It’s time for the 31 Days of Horror: 2014 Edition. For those of you who weren’t around for last year’s journey, the plan is to watch at least 31 horror movies I’ve never seen before and review them all. So sit back, strap in, and enjoy my journey down the rabbit hole.
I have trouble with found footage movies because I just can’t shake the feeling that there are always camera angles where I can’t figure out who was shooting the action. That said, The V/H/S franchise of anthology films, while often guilty of the inability to justify their footage, have been slightly better than most found footage movies. The latest entry, V/H/S: Viral, has been getting brutal reviews, but I found it to be the strongest entry in the series.
Vicious Circles, the wrap-around story, is the worst of the bunch. Directed by Marcel Sarmiento, it tells the story of a police chase involving a speeding ice cream truck and the teens trying to get cell phone video of the chase. Very little of its plot makes sense, but it does go off on some interesting tangents and features an impressive set piece with an unlucky cyclist getting dragged from the back of the truck as his feet get ground into nothing by the asphalt. But while it hits some occasional visceral highs, it’s far too sloppy in its storytelling to make any kind of real impact.
Dante the Great, directed by Gregg Bishop, tells the clever story of the titular hack illusionist (Justin Welborn) who comes into possession of a cloak that allows him to perform actual magic. But the cloak requires sustenance of the human kind and while Dante initially is sickened by what he is forced to do to maintain his power, his ego turns him into a monster. There is a pretty predictable arc to Dante’s story, but this entry has an appealing sense of humor, a good performance by Welborn, and Bishop has fun coming up with unique ways for Dante to use the cloak.
Parallel Monsters, directed by Nacho Vigalondo, takes the prize for the oddest entry. Inventors from alternate universes both create portals to the other’s reality. Initially, their worlds seem like mirror images, but they both discover the horrific differences that exist just under the surface. Needless to say, it’s a very Vigalondo-like premise. While it retains his sense of humor and builds to a funny/creepy ending, the short running time blunts its overall impact. Unlike most short films, this one feels like it would benefit from being stretched to feature length.

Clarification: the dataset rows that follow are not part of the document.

pub mod config;
pub mod record;
pub mod scores;
use std::path::Path;

use crate::input::InputError;
use crate::input::reader::{delimiter_for, open_maybe_gz};

/// In-memory delimited table. Cells are kept as trimmed strings; numeric
/// coercion happens where a cell is consumed.
#[derive(Debug, Clone, Default, PartialEq)]
pub struct RawTable {
    pub columns: Vec<String>,
    /// Explicit row labels once a column has been promoted to the index.
    pub index: Option<Vec<String>>,
    pub rows: Vec<Vec<String>>,
}

impl RawTable {
    pub fn new(columns: Vec<String>, rows: Vec<Vec<String>>) -> Self {
        Self {
            columns,
            index: None,
            rows,
        }
    }

    pub fn n_rows(&self) -> usize {
        self.rows.len()
    }

    pub fn n_columns(&self) -> usize {
        self.columns.len()
    }

    pub fn is_empty(&self) -> bool {
        self.rows.is_empty() || self.columns.is_empty()
    }

    pub fn column_position(&self, name: &str) -> Option<usize> {
        self.columns.iter().position(|c| c == name)
    }

    pub fn cell(&self, row: usize, col: usize) -> &str {
        self.rows
            .get(row)
            .and_then(|r| r.get(col))
            .map(String::as_str)
            .unwrap_or("")
    }

    pub fn column_values(&self, col: usize) -> Vec<&str> {
        (0..self.rows.len()).map(|row| self.cell(row, col)).collect()
    }

    /// Promotes column `col` to the row index. A table that already has an
    /// index is returned unchanged.
    pub fn with_index(mut self, col: usize) -> Self {
        if self.index.is_some() || col >= self.columns.len() {
            return self;
        }
        self.columns.remove(col);
        let mut index = Vec::with_capacity(self.rows.len());
        for row in &mut self.rows {
            if col < row.len() {
                index.push(row.remove(col));
            } else {
                index.push(String::new());
            }
        }
        self.index = Some(index);
        self
    }
}

fn normalize_header(raw: &str) -> String {
    raw.trim().trim_matches('\u{feff}').trim().to_string()
}

fn normalize_cell(raw: &str) -> String {
    raw.trim().trim_matches('\u{feff}').to_string()
}

/// Reads a delimited (optionally gzip-compressed) table. With `row_cap` only
/// that many data rows are materialized.
pub fn load_table(path: &Path, row_cap: Option<usize>) -> Result<RawTable, InputError> {
    let source = open_maybe_gz(path)?;
    let mut reader = csv::ReaderBuilder::new()
        .delimiter(delimiter_for(path))
        .has_headers(true)
        .flexible(true)
        .from_reader(source);

    let columns: Vec<String> = reader.headers()?.iter().map(normalize_header).collect();
    if columns.is_empty() || columns.iter().all(|c| c.is_empty()) {
        return Err(InputError::Parse(format!(
            "{} has no header row",
            path.display()
        )));
    }

    let mut rows = Vec::new();
    for record in reader.records() {
        if row_cap.is_some_and(|cap| rows.len() >= cap) {
            break;
        }
        let record = record?;
        if record.iter().all(|v| v.trim().is_empty()) {
            continue;
        }
        if record.len() > columns.len() {
            let line = record.position().map(|p| p.line()).unwrap_or(0);
            return Err(InputError::Parse(format!(
                "{} line {} has {} fields, header has {}",
                path.display(),
                line,
                record.len(),
                columns.len()
            )));
        }
        let mut row: Vec<String> = record.iter().map(normalize_cell).collect();
        row.resize(columns.len(), String::new());
        rows.push(row);
    }

    tracing::debug!(
        path = %path.display(),
        n_rows = rows.len(),
        n_columns = columns.len(),
        capped = row_cap.is_some(),
        "table loaded"
    );

    Ok(RawTable::new(columns, rows))
}
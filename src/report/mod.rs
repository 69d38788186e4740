pub mod json;
pub mod text;

use std::collections::BTreeMap;

use serde::Serialize;

use crate::genes::PathwayGroup;
use crate::model::config::PipelineConfig;
use crate::model::record::PatientRecord;
use crate::pipeline::{ClinicalReport, FileReport, RunOutput};

pub const TOOL_NAME: &str = "kira-cohortexpr";

/// Median of each pathway group over one cohort's scored records.
#[derive(Debug, Clone, PartialEq, Serialize)]
pub struct CohortSummary {
    pub cohort: String,
    pub n_records: usize,
    pub n_with_clinical: usize,
    /// `None` when no record in the cohort has a score for that group.
    pub pathway_medians: BTreeMap<String, Option<f64>>,
    pub overall_median: Option<f64>,
    pub n_with_overall: usize,
}

#[derive(Debug, Clone, Serialize)]
pub struct RunSummary {
    pub tool: String,
    pub version: String,
    pub config: PipelineConfig,
    pub n_files: usize,
    pub n_files_processed: usize,
    pub n_records: usize,
    pub files: Vec<FileReport>,
    pub clinical: Option<ClinicalReport>,
    pub cohorts: Vec<CohortSummary>,
}

pub fn build_run_summary(output: &RunOutput, config: &PipelineConfig) -> RunSummary {
    RunSummary {
        tool: TOOL_NAME.to_string(),
        version: env!("CARGO_PKG_VERSION").to_string(),
        config: config.clone(),
        n_files: output.files.len(),
        n_files_processed: output.files_processed(),
        n_records: output.records.len(),
        files: output.files.clone(),
        clinical: output.clinical.clone(),
        cohorts: cohort_summaries(&output.records, &config.pathways),
    }
}

/// Cohorts in name order.
pub fn cohort_summaries(records: &[PatientRecord], groups: &[PathwayGroup]) -> Vec<CohortSummary> {
    let mut by_cohort: BTreeMap<&str, Vec<&PatientRecord>> = BTreeMap::new();
    for record in records {
        by_cohort
            .entry(record.cancer_cohort.as_str())
            .or_default()
            .push(record);
    }

    by_cohort
        .into_iter()
        .map(|(cohort, members)| {
            let mut pathway_medians = BTreeMap::new();
            for group in groups {
                let values: Vec<f64> = members
                    .iter()
                    .filter_map(|r| r.pathway_scores.as_ref()?.group(&group.name))
                    .collect();
                pathway_medians.insert(group.name.clone(), median_opt(&values));
            }
            let overall: Vec<f64> = members
                .iter()
                .filter_map(|r| r.pathway_scores.as_ref()?.overall)
                .collect();
            CohortSummary {
                cohort: cohort.to_string(),
                n_records: members.len(),
                n_with_clinical: members.iter().filter(|r| r.clinical_data.is_some()).count(),
                pathway_medians,
                overall_median: median_opt(&overall),
                n_with_overall: overall.len(),
            }
        })
        .collect()
}

pub fn format_f64_6(v: f64) -> String {
    format!("{:.6}", v)
}

pub fn format_opt_6(v: Option<f64>) -> String {
    v.map(format_f64_6).unwrap_or_else(|| "NA".to_string())
}

/// Middle value; an even count averages the two middle values.
pub fn median(values: &[f64]) -> f64 {
    if values.is_empty() {
        return 0.0;
    }
    let mut sorted = values.to_vec();
    sorted.sort_by(|a, b| a.total_cmp(b));
    let mid = sorted.len() / 2;
    if sorted.len() % 2 == 0 {
        (sorted[mid - 1] + sorted[mid]) / 2.0
    } else {
        sorted[mid]
    }
}

pub fn median_opt(values: &[f64]) -> Option<f64> {
    if values.is_empty() {
        None
    } else {
        Some(median(values))
    }
}

#[cfg(test)]
#[path = "../../tests/src_inline/report/mod.rs"]
mod tests;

Bonestorm, directed by Justin Benson and Aaron Moorhead, is the most surprising entry. It’s not that the premise is so unique, but it feels like the last thing you would expect from the directing team behind the restrained and cerebral Resolution. A visceral look at what could happen if a bunch of idiot teenagers tried to make their own Jackass-style video and it went very, very wrong. Filled with raucous comedy, lots of gore, and chaotic editing, it’s never scary, but is a kinetic kick in the pants.
Because of the poor reviews and word-of-mouth, maybe I went into V/H/S: Viral with lowered expectations and that explains why I enjoyed it as much as I did. But it’s a fun flick that makes for good Halloween viewing.